What you will do | Every single entry that follows is to be retyped exactly.

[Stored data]
Segment Open

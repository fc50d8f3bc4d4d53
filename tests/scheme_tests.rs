//! tests/scheme_tests.rs
//! Scheme dispatch: every backend round-trips; sealing backends hide content

mod common;

use common::{passphrase, TEST_ITERATIONS};
use sealstream::Scheme;
use std::io::Cursor;

#[test]
fn all_schemes_roundtrip() {
    let pw = passphrase("scheme-roundtrip");
    let plaintext = b"some bytes";

    for scheme in Scheme::all() {
        let mut sealed = Vec::new();
        scheme
            .seal(Cursor::new(plaintext), &mut sealed, &pw, TEST_ITERATIONS)
            .unwrap();

        // Backends with a real transform must not leave the content readable
        if !scheme.extension().is_empty() {
            assert_ne!(sealed, plaintext, "{scheme:?} left plaintext visible");
        }

        let mut recovered = Vec::new();
        scheme
            .open(Cursor::new(&sealed), &mut recovered, &pw, TEST_ITERATIONS)
            .unwrap();
        assert_eq!(recovered, plaintext, "{scheme:?} failed roundtrip");
    }
}

#[test]
fn plain_scheme_is_identity() {
    let pw = passphrase("unused");
    let plaintext = b"pass through untouched";

    let mut out = Vec::new();
    Scheme::Plain
        .seal(Cursor::new(plaintext), &mut out, &pw, TEST_ITERATIONS)
        .unwrap();
    assert_eq!(out, plaintext);
}

#[test]
fn scheme_extensions() {
    assert_eq!(Scheme::Plain.extension(), "");
    assert_eq!(Scheme::Aes.extension(), "aes");
    assert_eq!(Scheme::all().len(), 2);
}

Segment Closed

Reply |
repository fc50d8f3bc4d4d53
filename tests/scheme_tests.rs
//! tests/scheme_tests.rs
//! Scheme dispatch: every backend round-trips; sealing backends hide content

mod common;

use common::{passphrase, TEST_ITERATIONS};
use sealstream::Scheme;
use std::io::Cursor;

#[test]
fn all_schemes_roundtrip() {
    let pw = passphrase("scheme-roundtrip");
    let plaintext = b"some bytes";

    for scheme in Scheme::all() {
        let mut sealed = Vec::new();
        scheme
            .seal(Cursor::new(plaintext), &mut sealed, &pw, TEST_ITERATIONS)
            .unwrap();

        // Backends with a real transform must not leave the content readable
        if !scheme.extension().is_empty() {
            assert_ne!(sealed, plaintext, "{scheme:?} left plaintext visible");
        }

        let mut recovered = Vec::new();
        scheme
            .open(Cursor::new(&sealed), &mut recovered, &pw, TEST_ITERATIONS)
            .unwrap();
        assert_eq!(recovered, plaintext, "{scheme:?} failed roundtrip");
    }
}

#[test]
fn plain_scheme_is_identity() {
    let pw = passphrase("unused");
    let plaintext = b"pass through untouched";

    let mut out = Vec::new();
    Scheme::Plain
        .seal(Cursor::new(plaintext), &mut out, &pw, TEST_ITERATIONS)
        .unwrap();
    assert_eq!(out, plaintext);
}

#[test]
fn scheme_extensions() {
    assert_eq!(Scheme::Plain.extension(), "");
    assert_eq!(Scheme::Aes.extension(), "aes");
    assert_eq!(Scheme::all().len(), 2);
}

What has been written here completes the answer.